İktisatçı, bürokrat ve yazar Mahfi Eğilmez, yazılarında ve X paylaşımlarında kullandığı üç kavramla dikkat çekti. Bu kavramlardan biri skimpflasyon, biri shrinkflasyon diğeri ise greedflasyon oldu. Peki nedir bu üç kavram? Bildiğimiz enflasyondan farkları ne?
Mahfi Eğilmez’in gönderileri şöyleydi:
Eğilmez’in yazısına buradan ulaşabilirsiniz.
Öncelikle skimplfasyon ile başlayalım.
Skimpflasyon, aslında nostalji yapanların farkında bile olmadan dem vurduğu bir kavramdır. Özünde “aynı fiyata daha kalitesiz ürün satmak” olarak tanımlanabilecek olan skimpflasyonda ürünlerin içeriği değişir, kalitesi düşer. Örneğin birinci sınıf peynir değil de ikinci sınıf peynir kullanılmaya başlanır. Eskilerin sık sık dile getirdiği “Nerede o eski kokulu domatesler?” sorusunun cevabı da kısmen bu olguyla açıklanabilir: Türkiye’nin alım gücü düştükçe daha iyi olan ürünler yurt dışına satılırken bize tatsız, kokusuz, vitaminsiz domatesler kalıyor. Domates içeren ürünlerde de bu domatesler kullanılıyor.
İkinci konu ise greedflasyon
Greed sözcüğü, İngilizce açgözlülük anlamına gelmektedir. “Nasılsa almak zorundalar” diye düşünen fırsatçılar, enflasyonla ya da kurla açıklanamayacak zamlar yaparak greedflasyona neden olurlar. “Bırakınız yapsınlar, iktisadî ilerleme bireyin çıkarını maksimize etmesiyle olur” felsefesinin kurucusu olan Adam Smith bile bu insanları görse “O kadar da demedik!” derdi. İnsanlar almak zorunda olduğu ve nasılsa alacakları için enflasyonun iki katı fiyat artışları gördüğümüz ürünler greedflasyondan etkileniyor.

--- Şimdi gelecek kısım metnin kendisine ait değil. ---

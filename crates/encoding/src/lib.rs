//! REST client library for the remote encoding service.
//!
//! Provides typed request/response models, the [`service::EncodingService`]
//! abstraction with its HTTP implementation [`api::EncodingApi`],
//! rendition-ladder configuration, and execute-and-wait helpers.

pub mod api;
pub mod error;
pub mod execute;
pub mod ladder;
pub mod models;
pub mod service;
/// Identifier assigned by the remote encoding service to any created
/// resource (input, output, codec configuration, encoding, ...).
pub type ResourceId = String;

/// All timestamps are UTC.
pub type Timestamp = chrono::DateTime<chrono::Utc>;
//! Errors from the encoding service client layer.

/// Error code the service returns when the platform limit for queued
/// encodings has been reached.
pub const QUEUE_LIMIT_EXCEEDED: i64 = 8004;

#[derive(Debug, thiserror::Error)]
pub enum ApiError {
    /// The HTTP request itself failed (network, DNS, TLS, decoding, etc.).
    #[error("HTTP request failed: {0}")]
    Request(#[from] reqwest::Error),

    /// The service returned a non-2xx status code.
    #[error("Encoding API error (HTTP {status}): {message}")]
    Api {
        /// HTTP status code.
        status: u16,
        /// Service-specific error code, when the body carried one.
        code: Option<i64>,
        /// Developer message from the error body, or the raw body.
        message: String,
    },

    /// The client could not be built from the supplied settings.
    #[error("Invalid client configuration: {0}")]
    Configuration(String),
}

impl ApiError {
    /// Service-specific error code, if any.
    pub fn code(&self) -> Option<i64> {
        match self {
            Self::Api { code, .. } => *code,
            _ => None,
        }
    }

    /// Whether this is the transient "queue limit exceeded" signal.
    pub fn is_queue_limit_exceeded(&self) -> bool {
        self.code() == Some(QUEUE_LIMIT_EXCEEDED)
    }
}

Bir de Shrinkflasyon kavramı var
Burada da ürünün fiyatı yine aynı kalıyor, elbette bu fiyat sabitliği detaylara baktığımızda geçerli olmuyor. 100 gramlık ürün 80 grama düşüp de fiyatı aynı kaldığında ürünün kilo fiyatı aslında %25 artmış oluyor. Bu durumda fiyat artışı azalan gramajın arkasına gizlenmiş oluyor. Özellikle ekmek gibi ürünlerde sık sık bu durum göze çarpıyor. Paketli ürünlerde de önce gramaj azalıyor, sonrasında maksi boylar piyasaya çıkıyor. Piyasa düzelirse maksi paketlerden maksi ibaresi kalkıyor, maksi boy standart hâle geliyor. Bir sonraki ekonomik darboğazda bu paketler de küçülüyor.
Peki şu andaki durumumuz ne?
Hem ürünlerin kalitesi düşüyor hem gramajları azalıyor hem de fiyatları artıyor. Bu durumda da açıklanan enflasyon ile algıladığımız enflasyon farklı oluyor. Bu yüzden de ekonomik sıkıntıların yarattığı baskı, günlük hayatımızı da rakamlarla ifade edilenden fazla etkilemiş oluyor.
Yani özetle, her şey hem daha kalitesiz hem daha küçük ama gene de bir şey almaya paramız yetmiyor.